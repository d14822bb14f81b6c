//! outpost daemon: reads supervisor bus events as NDJSON on stdin and
//! relays them to the monitoring backend.

use std::path::PathBuf;
use std::sync::Arc;
use std::time::Duration;

use anyhow::{Context, Result};
use op_core::collaborators::StaticMetadata;
use op_core::config::{Config, CredentialProvider};
use op_core::crypto::SecretCipher;
use op_daemon::bus::pump_lines;
use op_daemon::daemon::Daemon;
use op_transport::{AdapterContext, TransportRouter};
use tokio::io::BufReader;
use tracing::{error, info, warn};

#[global_allocator]
static GLOBAL: mimalloc::MiMalloc = mimalloc::MiMalloc;

const DRAIN_TIMEOUT: Duration = Duration::from_secs(10);

#[tokio::main]
async fn main() -> Result<()> {
    let config = load_config().unwrap_or_else(|e| {
        eprintln!("outpost: failed to load config ({e:#}), using defaults");
        Config::default()
    });

    op_telemetry::logging::init("outpost", &config.general.log_level, config.general.log_json);
    info!(version = env!("CARGO_PKG_VERSION"), pid = std::process::id(), "outpost starting");

    let secret = CredentialProvider::secret_key(&config.general)
        .context("shared secret is required to seal backend traffic")?;
    let cipher = Arc::new(SecretCipher::new(&secret));
    let metadata = Arc::new(StaticMetadata::new(config.general.server_name.clone()));

    let context = AdapterContext::new(
        cipher,
        metadata.clone(),
        config.general.public_key.clone(),
        config.general.server_name.clone(),
        &config.transport,
    );
    let mut router = TransportRouter::new(config.transport.clone(), context);
    router
        .bind_enabled()
        .context("failed to bind configured transports")?;
    let router = Arc::new(router);

    let (bus_tx, bus_rx) = flume::unbounded();
    let stdin_pump = tokio::spawn(async move {
        if let Err(e) = pump_lines(BufReader::new(tokio::io::stdin()), bus_tx).await {
            error!(error = %e, "supervisor bus read failed");
        }
    });

    let daemon = Daemon::new(config, router, metadata);
    let mut shutdown = daemon.shutdown_handle();
    let mut run = tokio::spawn(daemon.run(bus_rx));

    tokio::select! {
        result = &mut run => {
            stdin_pump.abort();
            return result.context("daemon task panicked")?;
        }
        signal = tokio::signal::ctrl_c() => {
            if let Err(e) = signal {
                error!(error = %e, "failed to listen for ctrl-c, running until the bus closes");
                return run.await.context("daemon task panicked")?;
            }
            info!("ctrl-c received, initiating shutdown");
            shutdown.trigger();
        }
    }

    if !shutdown.wait_for_drain(1, DRAIN_TIMEOUT).await {
        warn!("daemon did not drain in time, aborting");
        run.abort();
    }
    stdin_pump.abort();
    info!("outpost stopped");
    Ok(())
}

fn load_config() -> Result<Config> {
    match std::env::var_os("OUTPOST_CONFIG") {
        Some(path) => {
            let path = PathBuf::from(path);
            Config::load_from(&path).with_context(|| format!("failed to load {}", path.display()))
        }
        None => Config::load().context("failed to load default config"),
    }
}
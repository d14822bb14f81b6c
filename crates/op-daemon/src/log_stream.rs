use std::time::{Duration, Instant};

use ahash::AHashMap;

/// Key used when logging is switched on for every process at once.
pub const ALL_PROCESSES: &str = "*";

/// Which processes currently stream their logs to the backend.
///
/// Each enablement carries its own expiry, so a backend that forgets to send
/// `stopLogging` cannot leave streaming on forever.
#[derive(Debug)]
pub struct LogStreamGate {
    until: AHashMap<String, Instant>,
    ttl: Duration,
}

impl LogStreamGate {
    pub fn new(ttl: Duration) -> Self {
        Self {
            until: AHashMap::new(),
            ttl,
        }
    }

    /// Enable streaming for `process` (or [`ALL_PROCESSES`]) until `now + ttl`.
    pub fn enable(&mut self, process: &str, now: Instant) -> Instant {
        let deadline = now + self.ttl;
        self.until.insert(process.to_string(), deadline);
        deadline
    }

    pub fn disable(&mut self, process: &str) {
        if process == ALL_PROCESSES {
            self.until.clear();
        } else {
            self.until.remove(process);
        }
    }

    /// Whether `process` streams at `now`. Expired entries are dropped.
    pub fn is_enabled(&mut self, process: &str, now: Instant) -> bool {
        self.until.retain(|_, deadline| *deadline > now);
        self.until.contains_key(process) || self.until.contains_key(ALL_PROCESSES)
    }
}
//! Shared types for the outpost agent: trace and process data, configuration,
//! payload sealing, and the collaborator traits the other crates plug into.

pub mod collaborators;
pub mod config;
pub mod crypto;
pub mod types;
use std::collections::VecDeque;

use ahash::AHashMap;

/// Last `capacity` log lines per process, attached to exception reports.
#[derive(Debug)]
pub struct LogBuffer {
    lines: AHashMap<String, VecDeque<String>>,
    capacity: usize,
}

impl LogBuffer {
    pub fn new(capacity: usize) -> Self {
        Self {
            lines: AHashMap::new(),
            capacity,
        }
    }

    pub fn push(&mut self, process: &str, line: impl Into<String>) {
        if self.capacity == 0 {
            return;
        }
        let buffer = self.lines.entry(process.to_string()).or_default();
        if buffer.len() >= self.capacity {
            buffer.pop_front();
        }
        buffer.push_back(line.into());
    }

    /// Oldest first.
    pub fn lines(&self, process: &str) -> Vec<String> {
        self.lines
            .get(process)
            .map(|b| b.iter().cloned().collect())
            .unwrap_or_default()
    }

    pub fn forget(&mut self, process: &str) {
        self.lines.remove(process);
    }
}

________________

Above are the records. Identify each line that contains the word "collaborators".

▸ Answer space:
use op_core::collaborators::StaticMetadata;
pub mod collaborators;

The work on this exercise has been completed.